■ Task directions: Go through the listing below. Copy each line that has the string "next".

((

//! 数据库连接管理

use clinic_core::Result;
use sqlx::postgres::{PgPool, PgPoolOptions};
use std::time::Duration;
use tracing::info;

/// 数据库连接池
#[derive(Clone, Debug)]
pub struct DatabasePool {
    pool: PgPool,
}

impl DatabasePool {
    pub async fn new(url: &str, max_connections: u32) -> Result<Self> {
        let pool = PgPoolOptions::new()
            .max_connections(max_connections)
            .acquire_timeout(Duration::from_secs(10))
            .connect(url)
            .await?;

        info!("Connected to PostgreSQL (max_connections={})", max_connections);
        Ok(Self { pool })
    }

    pub fn pool(&self) -> &PgPool {
        &self.pool
    }
}
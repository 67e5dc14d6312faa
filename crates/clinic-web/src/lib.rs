//! # 挂号门户 Web 服务
//!
//! 基于 axum 的 HTML 门户：超级管理员后台、中心工作台与公开挂号表单。

pub mod auth;
pub mod handlers;
pub mod server;
pub mod views;

pub use auth::{Flash, FlashLevel, Principal, SessionContext, SessionStore};
pub use handlers::{AppError, WebResult};
pub use server::{create_app, AppState, PortalSettings, WebServer};
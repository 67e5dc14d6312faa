//! 挂号状态更新
//!
//! 中心工作人员只能修改本中心的挂号记录；越权或找不到记录时不做任何修改。

use clinic_core::{RegistrationStatus, Result};
use clinic_database::RegistrationStore;
use std::sync::Arc;
use tracing::{info, warn};
use uuid::Uuid;

use crate::state_machine::RegistrationStateMachine;

/// 状态更新结果
#[derive(Debug, Clone, PartialEq, Eq)]
pub enum StatusUpdate {
    /// 已写入新状态
    Applied {
        from: RegistrationStatus,
        to: RegistrationStatus,
    },
    /// 目标状态与当前状态相同
    Unchanged(RegistrationStatus),
    /// 记录不存在
    NotFound,
    /// 记录属于其他中心
    Forbidden,
    /// 逆向或不允许的转换
    Rejected {
        from: RegistrationStatus,
        to: RegistrationStatus,
    },
}

impl StatusUpdate {
    pub fn is_applied(&self) -> bool {
        matches!(self, StatusUpdate::Applied { .. })
    }
}

/// 状态工作流
pub struct StatusWorkflow {
    store: Arc<dyn RegistrationStore>,
    state_machine: RegistrationStateMachine,
}

impl StatusWorkflow {
    pub fn new(store: Arc<dyn RegistrationStore>) -> Self {
        Self {
            store,
            state_machine: RegistrationStateMachine::new(),
        }
    }

    pub fn state_machine(&self) -> &RegistrationStateMachine {
        &self.state_machine
    }

    /// 修改挂号状态
    pub async fn set_status(
        &self,
        patient_id: Uuid,
        new_status: RegistrationStatus,
        acting_center_id: Uuid,
    ) -> Result<StatusUpdate> {
        let patient = match self.store.get_patient(patient_id).await? {
            Some(patient) => patient,
            None => {
                warn!("Status update for unknown patient {}", patient_id);
                return Ok(StatusUpdate::NotFound);
            }
        };

        if patient.center_id != acting_center_id {
            warn!(
                "Center {} attempted to update patient {} owned by center {}",
                acting_center_id, patient_id, patient.center_id
            );
            return Ok(StatusUpdate::Forbidden);
        }

        let current = patient.status;
        if current == new_status {
            return Ok(StatusUpdate::Unchanged(current));
        }

        let next = match self.state_machine.transition_to(current, new_status) {
            Ok(next) => next,
            Err(e) => {
                warn!("Rejected status change for patient {}: {}", patient_id, e);
                return Ok(StatusUpdate::Rejected {
                    from: current,
                    to: new_status,
                });
            }
        };

        if !self.store.update_patient_status(patient_id, next).await? {
            // 读取与写入之间记录消失
            return Ok(StatusUpdate::NotFound);
        }

        info!("Patient {} status updated from {} to {}", patient_id, current, next);
        Ok(StatusUpdate::Applied { from: current, to: next })
    }
}

#[cfg(test)]
mod tests {
    use super::*;
    use chrono::Utc;
    use clinic_core::Patient;
    use clinic_database::MemoryStore;

    async fn seed(store: &MemoryStore, center_id: Uuid, status: RegistrationStatus) -> Uuid {
        let patient = Patient {
            id: Uuid::new_v4(),
            name: "Lata".to_string(),
            phone: "9876543210".to_string(),
            ultrasound_name: "Thyroid".to_string(),
            medical_id: Uuid::new_v4(),
            center_id,
            timestamp: Utc::now(),
            status,
            photo_url_1: None,
            photo_url_2: None,
        };
        store.create_patient(&patient).await.unwrap();
        patient.id
    }

    async fn status_of(store: &MemoryStore, id: Uuid) -> RegistrationStatus {
        store.get_patient(id).await.unwrap().unwrap().status
    }

    #[tokio::test]
    async fn test_forward_transitions_applied() {
        let store = MemoryStore::new();
        let center_id = Uuid::new_v4();
        let id = seed(&store, center_id, RegistrationStatus::Pending).await;
        let workflow = StatusWorkflow::new(Arc::new(store.clone()));

        let result = workflow.set_status(id, RegistrationStatus::Running, center_id).await.unwrap();
        assert_eq!(
            result,
            StatusUpdate::Applied {
                from: RegistrationStatus::Pending,
                to: RegistrationStatus::Running
            }
        );

        let result = workflow.set_status(id, RegistrationStatus::Complete, center_id).await.unwrap();
        assert!(result.is_applied());
        assert_eq!(status_of(&store, id).await, RegistrationStatus::Complete);
    }

    #[tokio::test]
    async fn test_other_center_is_noop() {
        let store = MemoryStore::new();
        let owner = Uuid::new_v4();
        let id = seed(&store, owner, RegistrationStatus::Pending).await;
        let workflow = StatusWorkflow::new(Arc::new(store.clone()));

        let result = workflow
            .set_status(id, RegistrationStatus::Running, Uuid::new_v4())
            .await
            .unwrap();

        assert_eq!(result, StatusUpdate::Forbidden);
        assert!(!result.is_applied());
        assert_eq!(status_of(&store, id).await, RegistrationStatus::Pending);
    }

    #[tokio::test]
    async fn test_unknown_patient_is_noop() {
        let workflow = StatusWorkflow::new(Arc::new(MemoryStore::new()));
        let result = workflow
            .set_status(Uuid::new_v4(), RegistrationStatus::Running, Uuid::new_v4())
            .await
            .unwrap();
        assert_eq!(result, StatusUpdate::NotFound);
    }

    #[tokio::test]
    async fn test_backward_transition_rejected() {
        let store = MemoryStore::new();
        let center_id = Uuid::new_v4();
        let id = seed(&store, center_id, RegistrationStatus::Complete).await;
        let workflow = StatusWorkflow::new(Arc::new(store.clone()));

        let result = workflow.set_status(id, RegistrationStatus::Pending, center_id).await.unwrap();
        assert_eq!(
            result,
            StatusUpdate::Rejected {
                from: RegistrationStatus::Complete,
                to: RegistrationStatus::Pending
            }
        );
        assert_eq!(status_of(&store, id).await, RegistrationStatus::Complete);
    }

    #[tokio::test]
    async fn test_same_status_unchanged() {
        let store = MemoryStore::new();
        let center_id = Uuid::new_v4();
        let id = seed(&store, center_id, RegistrationStatus::Running).await;
        let workflow = StatusWorkflow::new(Arc::new(store));

        let result = workflow.set_status(id, RegistrationStatus::Running, center_id).await.unwrap();
        assert_eq!(result, StatusUpdate::Unchanged(RegistrationStatus::Running));
    }
}
//! 数据库查询操作（PostgreSQL 后端）

use async_trait::async_trait;
use chrono::{DateTime, Utc};
use clinic_core::{Center, ClinicError, MedicalStaff, Patient, RegistrationStatus, Result};
use sqlx::Row;
use uuid::Uuid;

use crate::connection::DatabasePool;
use crate::models::*;
use crate::store::{GroupCount, RegistrationStore};

/// PostgreSQL 存储实现
#[derive(Clone, Debug)]
pub struct DatabaseQueries {
    pool: DatabasePool,
}

impl DatabaseQueries {
    pub fn new(pool: DatabasePool) -> Self {
        Self { pool }
    }

    /// 创建数据库表
    pub async fn create_tables(&self) -> Result<()> {
        let pool = self.pool.pool();

        // 创建中心表
        sqlx::query(r#"
            CREATE TABLE IF NOT EXISTS centers (
                id UUID PRIMARY KEY,
                name VARCHAR(255) NOT NULL,
                address TEXT NOT NULL DEFAULT '',
                username VARCHAR(128) UNIQUE NOT NULL,
                password_hash TEXT NOT NULL,
                created_at TIMESTAMP WITH TIME ZONE NOT NULL DEFAULT NOW()
            )
        "#).execute(pool).await?;

        // 创建医务人员表（center_id 不设外键，与原有数据保持一致）
        sqlx::query(r#"
            CREATE TABLE IF NOT EXISTS medical_staff (
                id UUID PRIMARY KEY,
                name VARCHAR(255) NOT NULL,
                center_id UUID NOT NULL,
                qr_code TEXT NOT NULL DEFAULT '',
                created_at TIMESTAMP WITH TIME ZONE NOT NULL DEFAULT NOW()
            )
        "#).execute(pool).await?;

        // 创建挂号表
        sqlx::query(r#"
            CREATE TABLE IF NOT EXISTS patients (
                id UUID PRIMARY KEY,
                name VARCHAR(255) NOT NULL,
                phone VARCHAR(16) NOT NULL,
                ultrasound_name VARCHAR(255) NOT NULL,
                medical_id UUID NOT NULL,
                center_id UUID NOT NULL,
                timestamp TIMESTAMP WITH TIME ZONE NOT NULL,
                status VARCHAR(16) NOT NULL DEFAULT 'Pending',
                photo_url_1 TEXT,
                photo_url_2 TEXT
            )
        "#).execute(pool).await?;

        self.create_indexes().await?;

        tracing::info!("Database tables created successfully");
        Ok(())
    }

    /// 创建数据库索引
    async fn create_indexes(&self) -> Result<()> {
        let pool = self.pool.pool();

        let indexes = vec![
            "CREATE INDEX IF NOT EXISTS idx_centers_name ON centers(name)",
            "CREATE INDEX IF NOT EXISTS idx_medical_staff_center_id ON medical_staff(center_id)",
            "CREATE INDEX IF NOT EXISTS idx_patients_medical_id ON patients(medical_id)",
            "CREATE INDEX IF NOT EXISTS idx_patients_center_id_timestamp ON patients(center_id, timestamp)",
            "CREATE INDEX IF NOT EXISTS idx_patients_timestamp ON patients(timestamp)",
        ];

        for index_sql in indexes {
            sqlx::query(index_sql).execute(pool).await?;
        }

        tracing::info!("Database indexes created successfully");
        Ok(())
    }

    async fn group_counts(&self, column: &str) -> Result<Vec<GroupCount>> {
        let sql = format!(
            "SELECT {column} AS key, COUNT(*) AS count FROM patients GROUP BY {column}"
        );

        let rows = sqlx::query(&sql).fetch_all(self.pool.pool()).await?;

        rows.into_iter()
            .map(|row| -> Result<GroupCount> {
                let key: Uuid = row.try_get("key")?;
                let count: i64 = row.try_get("count")?;
                Ok(GroupCount {
                    key,
                    count: count.max(0) as u64,
                })
            })
            .collect()
    }
}

/// 转义 LIKE 模式中的通配符
fn escape_like(input: &str) -> String {
    let mut escaped = String::with_capacity(input.len());
    for c in input.chars() {
        if matches!(c, '%' | '_' | '\\') {
            escaped.push('\\');
        }
        escaped.push(c);
    }
    escaped
}

#[async_trait]
impl RegistrationStore for DatabaseQueries {
    // ========== 中心相关操作 ==========

    async fn create_center(&self, center: &Center) -> Result<()> {
        let result = sqlx::query(r#"
            INSERT INTO centers (id, name, address, username, password_hash, created_at)
            VALUES ($1, $2, $3, $4, $5, $6)
        "#)
        .bind(center.id)
        .bind(&center.name)
        .bind(&center.address)
        .bind(&center.username)
        .bind(&center.password_hash)
        .bind(center.created_at)
        .execute(self.pool.pool())
        .await;

        match result {
            Ok(_) => Ok(()),
            Err(sqlx::Error::Database(db_err)) if db_err.is_unique_violation() => Err(
                ClinicError::Validation(format!("Username '{}' already exists.", center.username)),
            ),
            Err(e) => Err(e.into()),
        }
    }

    async fn get_center(&self, id: Uuid) -> Result<Option<Center>> {
        let result = sqlx::query_as::<_, DbCenter>("SELECT * FROM centers WHERE id = $1")
            .bind(id)
            .fetch_optional(self.pool.pool())
            .await?;

        Ok(result.map(Center::from))
    }

    async fn find_center_by_username(&self, username: &str) -> Result<Option<Center>> {
        let result = sqlx::query_as::<_, DbCenter>("SELECT * FROM centers WHERE username = $1")
            .bind(username)
            .fetch_optional(self.pool.pool())
            .await?;

        Ok(result.map(Center::from))
    }

    async fn list_centers(&self) -> Result<Vec<Center>> {
        let results =
            sqlx::query_as::<_, DbCenter>("SELECT * FROM centers ORDER BY name ASC, created_at ASC")
                .fetch_all(self.pool.pool())
                .await?;

        Ok(results.into_iter().map(Center::from).collect())
    }

    async fn update_center_password(&self, id: Uuid, password_hash: &str) -> Result<bool> {
        let result = sqlx::query("UPDATE centers SET password_hash = $1 WHERE id = $2")
            .bind(password_hash)
            .bind(id)
            .execute(self.pool.pool())
            .await?;

        Ok(result.rows_affected() > 0)
    }

    // ========== 医务人员相关操作 ==========

    async fn create_medical_staff(&self, staff: &MedicalStaff) -> Result<()> {
        sqlx::query(r#"
            INSERT INTO medical_staff (id, name, center_id, qr_code, created_at)
            VALUES ($1, $2, $3, $4, $5)
        "#)
        .bind(staff.id)
        .bind(&staff.name)
        .bind(staff.center_id)
        .bind(&staff.qr_code)
        .bind(staff.created_at)
        .execute(self.pool.pool())
        .await?;

        Ok(())
    }

    async fn set_medical_qr_code(&self, id: Uuid, qr_code: &str) -> Result<()> {
        sqlx::query("UPDATE medical_staff SET qr_code = $1 WHERE id = $2")
            .bind(qr_code)
            .bind(id)
            .execute(self.pool.pool())
            .await?;

        Ok(())
    }

    async fn get_medical_staff(&self, id: Uuid) -> Result<Option<MedicalStaff>> {
        let result =
            sqlx::query_as::<_, DbMedicalStaff>("SELECT * FROM medical_staff WHERE id = $1")
                .bind(id)
                .fetch_optional(self.pool.pool())
                .await?;

        Ok(result.map(MedicalStaff::from))
    }

    async fn list_medical_staff(&self) -> Result<Vec<MedicalStaff>> {
        let results =
            sqlx::query_as::<_, DbMedicalStaff>("SELECT * FROM medical_staff ORDER BY created_at ASC")
                .fetch_all(self.pool.pool())
                .await?;

        Ok(results.into_iter().map(MedicalStaff::from).collect())
    }

    // ========== 挂号相关操作 ==========

    async fn create_patient(&self, patient: &Patient) -> Result<()> {
        sqlx::query(r#"
            INSERT INTO patients (id, name, phone, ultrasound_name, medical_id, center_id, timestamp, status, photo_url_1, photo_url_2)
            VALUES ($1, $2, $3, $4, $5, $6, $7, $8, $9, $10)
        "#)
        .bind(patient.id)
        .bind(&patient.name)
        .bind(&patient.phone)
        .bind(&patient.ultrasound_name)
        .bind(patient.medical_id)
        .bind(patient.center_id)
        .bind(patient.timestamp)
        .bind(patient.status.as_str())
        .bind(&patient.photo_url_1)
        .bind(&patient.photo_url_2)
        .execute(self.pool.pool())
        .await?;

        Ok(())
    }

    async fn get_patient(&self, id: Uuid) -> Result<Option<Patient>> {
        let result = sqlx::query_as::<_, DbPatient>("SELECT * FROM patients WHERE id = $1")
            .bind(id)
            .fetch_optional(self.pool.pool())
            .await?;

        result.map(Patient::try_from).transpose()
    }

    async fn update_patient_status(&self, id: Uuid, status: RegistrationStatus) -> Result<bool> {
        let result = sqlx::query("UPDATE patients SET status = $1 WHERE id = $2")
            .bind(status.as_str())
            .bind(id)
            .execute(self.pool.pool())
            .await?;

        Ok(result.rows_affected() > 0)
    }

    async fn list_patients_between(
        &self,
        start: DateTime<Utc>,
        end: DateTime<Utc>,
    ) -> Result<Vec<Patient>> {
        let results = sqlx::query_as::<_, DbPatient>(
            "SELECT * FROM patients WHERE timestamp >= $1 AND timestamp < $2 ORDER BY timestamp DESC",
        )
        .bind(start)
        .bind(end)
        .fetch_all(self.pool.pool())
        .await?;

        into_patients(results)
    }

    async fn list_patients_since(&self, start: DateTime<Utc>) -> Result<Vec<Patient>> {
        let results = sqlx::query_as::<_, DbPatient>(
            "SELECT * FROM patients WHERE timestamp >= $1 ORDER BY timestamp ASC",
        )
        .bind(start)
        .fetch_all(self.pool.pool())
        .await?;

        into_patients(results)
    }

    async fn list_center_patients(
        &self,
        center_id: Uuid,
        start: DateTime<Utc>,
        end: DateTime<Utc>,
        search: Option<&str>,
    ) -> Result<Vec<Patient>> {
        let pool = self.pool.pool();

        let results = match search.map(str::trim).filter(|s| !s.is_empty()) {
            Some(term) => {
                sqlx::query_as::<_, DbPatient>(r#"
                    SELECT * FROM patients
                    WHERE center_id = $1 AND timestamp >= $2 AND timestamp < $3
                      AND (name ILIKE $4 OR phone ILIKE $4)
                    ORDER BY timestamp DESC
                "#)
                .bind(center_id)
                .bind(start)
                .bind(end)
                .bind(format!("%{}%", escape_like(term)))
                .fetch_all(pool)
                .await?
            }
            None => {
                sqlx::query_as::<_, DbPatient>(r#"
                    SELECT * FROM patients
                    WHERE center_id = $1 AND timestamp >= $2 AND timestamp < $3
                    ORDER BY timestamp DESC
                "#)
                .bind(center_id)
                .bind(start)
                .bind(end)
                .fetch_all(pool)
                .await?
            }
        };

        into_patients(results)
    }

    async fn count_patients_by_center(&self) -> Result<Vec<GroupCount>> {
        self.group_counts("center_id").await
    }

    async fn count_patients_by_medical(&self) -> Result<Vec<GroupCount>> {
        self.group_counts("medical_id").await
    }
}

))

■ The completed task:
        let next = match self.state_machine.transition_to(current, new_status) {
            Ok(next) => next,
        if !self.store.update_patient_status(patient_id, next).await? {
        info!("Patient {} status updated from {} to {}", patient_id, current, next);
        Ok(StatusUpdate::Applied { from: current, to: next })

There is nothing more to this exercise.